| Assignment |
All of the records need to be retyped exactly, with no line dropped.

[Source data]
- - - - -

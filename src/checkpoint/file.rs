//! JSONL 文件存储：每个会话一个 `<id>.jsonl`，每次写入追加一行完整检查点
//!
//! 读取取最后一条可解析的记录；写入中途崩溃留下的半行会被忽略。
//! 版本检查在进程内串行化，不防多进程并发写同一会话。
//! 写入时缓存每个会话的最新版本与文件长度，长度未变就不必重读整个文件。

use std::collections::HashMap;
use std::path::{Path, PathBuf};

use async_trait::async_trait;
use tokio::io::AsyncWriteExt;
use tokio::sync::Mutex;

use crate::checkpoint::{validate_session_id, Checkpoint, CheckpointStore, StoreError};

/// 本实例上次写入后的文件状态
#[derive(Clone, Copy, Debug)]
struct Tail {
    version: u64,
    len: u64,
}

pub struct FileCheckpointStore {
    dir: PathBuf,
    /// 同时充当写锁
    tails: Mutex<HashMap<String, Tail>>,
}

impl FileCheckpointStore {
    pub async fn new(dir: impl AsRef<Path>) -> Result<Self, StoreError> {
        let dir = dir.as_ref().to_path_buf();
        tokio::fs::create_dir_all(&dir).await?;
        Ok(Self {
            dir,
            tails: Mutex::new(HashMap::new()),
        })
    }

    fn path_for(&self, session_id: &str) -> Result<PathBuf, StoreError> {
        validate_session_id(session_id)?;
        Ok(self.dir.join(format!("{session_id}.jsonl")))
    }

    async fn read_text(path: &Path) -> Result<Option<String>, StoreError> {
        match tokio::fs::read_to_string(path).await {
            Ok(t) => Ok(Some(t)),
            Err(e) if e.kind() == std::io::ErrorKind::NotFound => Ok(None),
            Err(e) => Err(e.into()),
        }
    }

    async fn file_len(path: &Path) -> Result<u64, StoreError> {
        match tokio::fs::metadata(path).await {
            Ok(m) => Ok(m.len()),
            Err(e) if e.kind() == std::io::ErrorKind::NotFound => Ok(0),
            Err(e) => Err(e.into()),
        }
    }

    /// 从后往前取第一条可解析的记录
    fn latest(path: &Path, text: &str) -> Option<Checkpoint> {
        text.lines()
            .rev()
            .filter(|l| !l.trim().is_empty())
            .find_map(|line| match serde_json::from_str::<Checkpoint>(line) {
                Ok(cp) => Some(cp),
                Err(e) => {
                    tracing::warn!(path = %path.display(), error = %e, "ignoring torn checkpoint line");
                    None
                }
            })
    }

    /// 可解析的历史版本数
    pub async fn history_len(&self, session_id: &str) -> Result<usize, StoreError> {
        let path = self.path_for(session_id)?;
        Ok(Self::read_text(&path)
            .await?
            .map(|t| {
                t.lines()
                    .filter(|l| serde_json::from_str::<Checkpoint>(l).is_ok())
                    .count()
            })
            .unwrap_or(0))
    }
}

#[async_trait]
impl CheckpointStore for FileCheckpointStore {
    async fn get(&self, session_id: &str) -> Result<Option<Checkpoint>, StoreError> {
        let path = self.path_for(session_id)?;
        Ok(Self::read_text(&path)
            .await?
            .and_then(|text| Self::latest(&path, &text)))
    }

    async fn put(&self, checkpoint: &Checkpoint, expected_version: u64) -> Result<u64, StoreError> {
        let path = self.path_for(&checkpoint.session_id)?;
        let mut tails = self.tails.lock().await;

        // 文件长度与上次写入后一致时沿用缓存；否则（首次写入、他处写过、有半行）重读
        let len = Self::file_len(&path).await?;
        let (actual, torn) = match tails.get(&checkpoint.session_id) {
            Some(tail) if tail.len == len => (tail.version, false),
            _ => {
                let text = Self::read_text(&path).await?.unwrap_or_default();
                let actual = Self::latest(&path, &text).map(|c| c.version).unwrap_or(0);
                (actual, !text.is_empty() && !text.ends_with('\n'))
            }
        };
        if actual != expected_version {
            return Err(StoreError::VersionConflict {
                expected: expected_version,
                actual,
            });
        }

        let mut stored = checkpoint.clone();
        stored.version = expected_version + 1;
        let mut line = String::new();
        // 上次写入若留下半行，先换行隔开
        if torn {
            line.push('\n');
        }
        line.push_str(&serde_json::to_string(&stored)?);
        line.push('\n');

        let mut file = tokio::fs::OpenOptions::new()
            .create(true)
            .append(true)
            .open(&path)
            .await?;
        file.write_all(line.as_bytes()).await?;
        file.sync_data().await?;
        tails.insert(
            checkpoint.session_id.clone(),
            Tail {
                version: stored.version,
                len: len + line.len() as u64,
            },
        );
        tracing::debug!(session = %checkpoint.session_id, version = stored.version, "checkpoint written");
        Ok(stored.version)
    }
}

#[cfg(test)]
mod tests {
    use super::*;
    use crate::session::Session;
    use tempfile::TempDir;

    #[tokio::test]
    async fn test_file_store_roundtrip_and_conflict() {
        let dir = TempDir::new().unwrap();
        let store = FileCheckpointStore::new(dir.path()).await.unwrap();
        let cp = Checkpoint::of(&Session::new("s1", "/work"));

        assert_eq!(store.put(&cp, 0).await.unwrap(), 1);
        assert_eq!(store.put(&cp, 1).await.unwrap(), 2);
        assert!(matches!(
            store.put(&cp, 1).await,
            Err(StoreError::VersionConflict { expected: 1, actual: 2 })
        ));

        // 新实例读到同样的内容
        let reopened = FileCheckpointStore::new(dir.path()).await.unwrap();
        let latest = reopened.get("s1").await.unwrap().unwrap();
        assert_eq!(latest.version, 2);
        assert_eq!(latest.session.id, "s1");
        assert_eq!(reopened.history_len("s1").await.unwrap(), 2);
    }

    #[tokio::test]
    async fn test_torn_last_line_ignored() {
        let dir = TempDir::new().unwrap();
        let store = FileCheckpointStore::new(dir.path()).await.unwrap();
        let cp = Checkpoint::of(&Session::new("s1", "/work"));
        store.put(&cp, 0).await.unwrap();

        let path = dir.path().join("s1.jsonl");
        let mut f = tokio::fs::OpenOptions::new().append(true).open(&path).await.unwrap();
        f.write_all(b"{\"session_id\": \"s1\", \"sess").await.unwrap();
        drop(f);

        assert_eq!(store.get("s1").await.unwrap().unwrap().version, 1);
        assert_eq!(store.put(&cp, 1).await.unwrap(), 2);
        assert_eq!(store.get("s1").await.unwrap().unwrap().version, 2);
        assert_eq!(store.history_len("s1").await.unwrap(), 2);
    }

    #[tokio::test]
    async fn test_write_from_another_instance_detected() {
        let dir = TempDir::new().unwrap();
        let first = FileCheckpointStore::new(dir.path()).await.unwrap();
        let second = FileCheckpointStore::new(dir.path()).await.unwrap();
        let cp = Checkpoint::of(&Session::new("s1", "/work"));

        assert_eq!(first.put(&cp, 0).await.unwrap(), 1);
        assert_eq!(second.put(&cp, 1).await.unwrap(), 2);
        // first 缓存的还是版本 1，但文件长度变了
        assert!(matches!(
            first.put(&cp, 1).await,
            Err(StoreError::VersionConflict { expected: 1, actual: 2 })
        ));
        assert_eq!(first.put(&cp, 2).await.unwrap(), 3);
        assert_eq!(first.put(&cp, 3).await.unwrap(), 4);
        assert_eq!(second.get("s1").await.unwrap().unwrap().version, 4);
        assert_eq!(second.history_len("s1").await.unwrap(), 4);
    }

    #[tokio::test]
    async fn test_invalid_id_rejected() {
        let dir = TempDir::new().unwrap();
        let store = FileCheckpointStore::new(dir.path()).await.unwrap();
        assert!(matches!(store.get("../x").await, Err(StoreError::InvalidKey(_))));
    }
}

- - - - -

| Output for this exercise |
filename src/checkpoint/file.rs
//! JSONL 文件存储：每个会话一个 `<id>.jsonl`，每次写入追加一行完整检查点
//!
//! 读取取最后一条可解析的记录；写入中途崩溃留下的半行会被忽略。
//! 版本检查在进程内串行化，不防多进程并发写同一会话。
//! 写入时缓存每个会话的最新版本与文件长度，长度未变就不必重读整个文件。

use std::collections::HashMap;
use std::path::{Path, PathBuf};

use async_trait::async_trait;
use tokio::io::AsyncWriteExt;
use tokio::sync::Mutex;

use crate::checkpoint::{validate_session_id, Checkpoint, CheckpointStore, StoreError};

/// 本实例上次写入后的文件状态
#[derive(Clone, Copy, Debug)]
struct Tail {
    version: u64,
    len: u64,
}

pub struct FileCheckpointStore {
    dir: PathBuf,
    /// 同时充当写锁
    tails: Mutex<HashMap<String, Tail>>,
}

impl FileCheckpointStore {
    pub async fn new(dir: impl AsRef<Path>) -> Result<Self, StoreError> {
        let dir = dir.as_ref().to_path_buf();
        tokio::fs::create_dir_all(&dir).await?;
        Ok(Self {
            dir,
            tails: Mutex::new(HashMap::new()),
        })
    }

    fn path_for(&self, session_id: &str) -> Result<PathBuf, StoreError> {
        validate_session_id(session_id)?;
        Ok(self.dir.join(format!("{session_id}.jsonl")))
    }

    async fn read_text(path: &Path) -> Result<Option<String>, StoreError> {
        match tokio::fs::read_to_string(path).await {
            Ok(t) => Ok(Some(t)),
            Err(e) if e.kind() == std::io::ErrorKind::NotFound => Ok(None),
            Err(e) => Err(e.into()),
        }
    }

    async fn file_len(path: &Path) -> Result<u64, StoreError> {
        match tokio::fs::metadata(path).await {
            Ok(m) => Ok(m.len()),
            Err(e) if e.kind() == std::io::ErrorKind::NotFound => Ok(0),
            Err(e) => Err(e.into()),
        }
    }

    /// 从后往前取第一条可解析的记录
    fn latest(path: &Path, text: &str) -> Option<Checkpoint> {
        text.lines()
            .rev()
            .filter(|l| !l.trim().is_empty())
            .find_map(|line| match serde_json::from_str::<Checkpoint>(line) {
                Ok(cp) => Some(cp),
                Err(e) => {
                    tracing::warn!(path = %path.display(), error = %e, "ignoring torn checkpoint line");
                    None
                }
            })
    }

    /// 可解析的历史版本数
    pub async fn history_len(&self, session_id: &str) -> Result<usize, StoreError> {
        let path = self.path_for(session_id)?;
        Ok(Self::read_text(&path)
            .await?
            .map(|t| {
                t.lines()
                    .filter(|l| serde_json::from_str::<Checkpoint>(l).is_ok())
                    .count()
            })
            .unwrap_or(0))
    }
}

#[async_trait]
impl CheckpointStore for FileCheckpointStore {
    async fn get(&self, session_id: &str) -> Result<Option<Checkpoint>, StoreError> {
        let path = self.path_for(session_id)?;
        Ok(Self::read_text(&path)
            .await?
            .and_then(|text| Self::latest(&path, &text)))
    }

    async fn put(&self, checkpoint: &Checkpoint, expected_version: u64) -> Result<u64, StoreError> {
        let path = self.path_for(&checkpoint.session_id)?;
        let mut tails = self.tails.lock().await;

        // 文件长度与上次写入后一致时沿用缓存；否则（首次写入、他处写过、有半行）重读
        let len = Self::file_len(&path).await?;
        let (actual, torn) = match tails.get(&checkpoint.session_id) {
            Some(tail) if tail.len == len => (tail.version, false),
            _ => {
                let text = Self::read_text(&path).await?.unwrap_or_default();
                let actual = Self::latest(&path, &text).map(|c| c.version).unwrap_or(0);
                (actual, !text.is_empty() && !text.ends_with('\n'))
            }
        };
        if actual != expected_version {
            return Err(StoreError::VersionConflict {
                expected: expected_version,
                actual,
            });
        }

        let mut stored = checkpoint.clone();
        stored.version = expected_version + 1;
        let mut line = String::new();
        // 上次写入若留下半行，先换行隔开
        if torn {
            line.push('\n');
        }
        line.push_str(&serde_json::to_string(&stored)?);
        line.push('\n');

        let mut file = tokio::fs::OpenOptions::new()
            .create(true)
            .append(true)
            .open(&path)
            .await?;
        file.write_all(line.as_bytes()).await?;
        file.sync_data().await?;
        tails.insert(
            checkpoint.session_id.clone(),
            Tail {
                version: stored.version,
                len: len + line.len() as u64,
            },
        );
        tracing::debug!(session = %checkpoint.session_id, version = stored.version, "checkpoint written");
        Ok(stored.version)
    }
}

#[cfg(test)]
mod tests {
    use super::*;
    use crate::session::Session;
    use tempfile::TempDir;

    #[tokio::test]
    async fn test_file_store_roundtrip_and_conflict() {
        let dir = TempDir::new().unwrap();
        let store = FileCheckpointStore::new(dir.path()).await.unwrap();
        let cp = Checkpoint::of(&Session::new("s1", "/work"));

        assert_eq!(store.put(&cp, 0).await.unwrap(), 1);
        assert_eq!(store.put(&cp, 1).await.unwrap(), 2);
        assert!(matches!(
            store.put(&cp, 1).await,
            Err(StoreError::VersionConflict { expected: 1, actual: 2 })
        ));

        // 新实例读到同样的内容
        let reopened = FileCheckpointStore::new(dir.path()).await.unwrap();
        let latest = reopened.get("s1").await.unwrap().unwrap();
        assert_eq!(latest.version, 2);
        assert_eq!(latest.session.id, "s1");
        assert_eq!(reopened.history_len("s1").await.unwrap(), 2);
    }

    #[tokio::test]
    async fn test_torn_last_line_ignored() {
        let dir = TempDir::new().unwrap();
        let store = FileCheckpointStore::new(dir.path()).await.unwrap();
        let cp = Checkpoint::of(&Session::new("s1", "/work"));
        store.put(&cp, 0).await.unwrap();

        let path = dir.path().join("s1.jsonl");
        let mut f = tokio::fs::OpenOptions::new().append(true).open(&path).await.unwrap();
        f.write_all(b"{\"session_id\": \"s1\", \"sess").await.unwrap();
        drop(f);

        assert_eq!(store.get("s1").await.unwrap().unwrap().version, 1);
        assert_eq!(store.put(&cp, 1).await.unwrap(), 2);
        assert_eq!(store.get("s1").await.unwrap().unwrap().version, 2);
        assert_eq!(store.history_len("s1").await.unwrap(), 2);
    }

    #[tokio::test]
    async fn test_write_from_another_instance_detected() {
        let dir = TempDir::new().unwrap();
        let first = FileCheckpointStore::new(dir.path()).await.unwrap();
        let second = FileCheckpointStore::new(dir.path()).await.unwrap();
        let cp = Checkpoint::of(&Session::new("s1", "/work"));

        assert_eq!(first.put(&cp, 0).await.unwrap(), 1);
        assert_eq!(second.put(&cp, 1).await.unwrap(), 2);
        // first 缓存的还是版本 1，但文件长度变了
        assert!(matches!(
            first.put(&cp, 1).await,
            Err(StoreError::VersionConflict { expected: 1, actual: 2 })
        ));
        assert_eq!(first.put(&cp, 2).await.unwrap(), 3);
        assert_eq!(first.put(&cp, 3).await.unwrap(), 4);
        assert_eq!(second.get("s1").await.unwrap().unwrap().version, 4);
        assert_eq!(second.history_len("s1").await.unwrap(), 4);
    }

    #[tokio::test]
    async fn test_invalid_id_rejected() {
        let dir = TempDir::new().unwrap();
        let store = FileCheckpointStore::new(dir.path()).await.unwrap();
        assert!(matches!(store.get("../x").await, Err(StoreError::InvalidKey(_))));
    }
}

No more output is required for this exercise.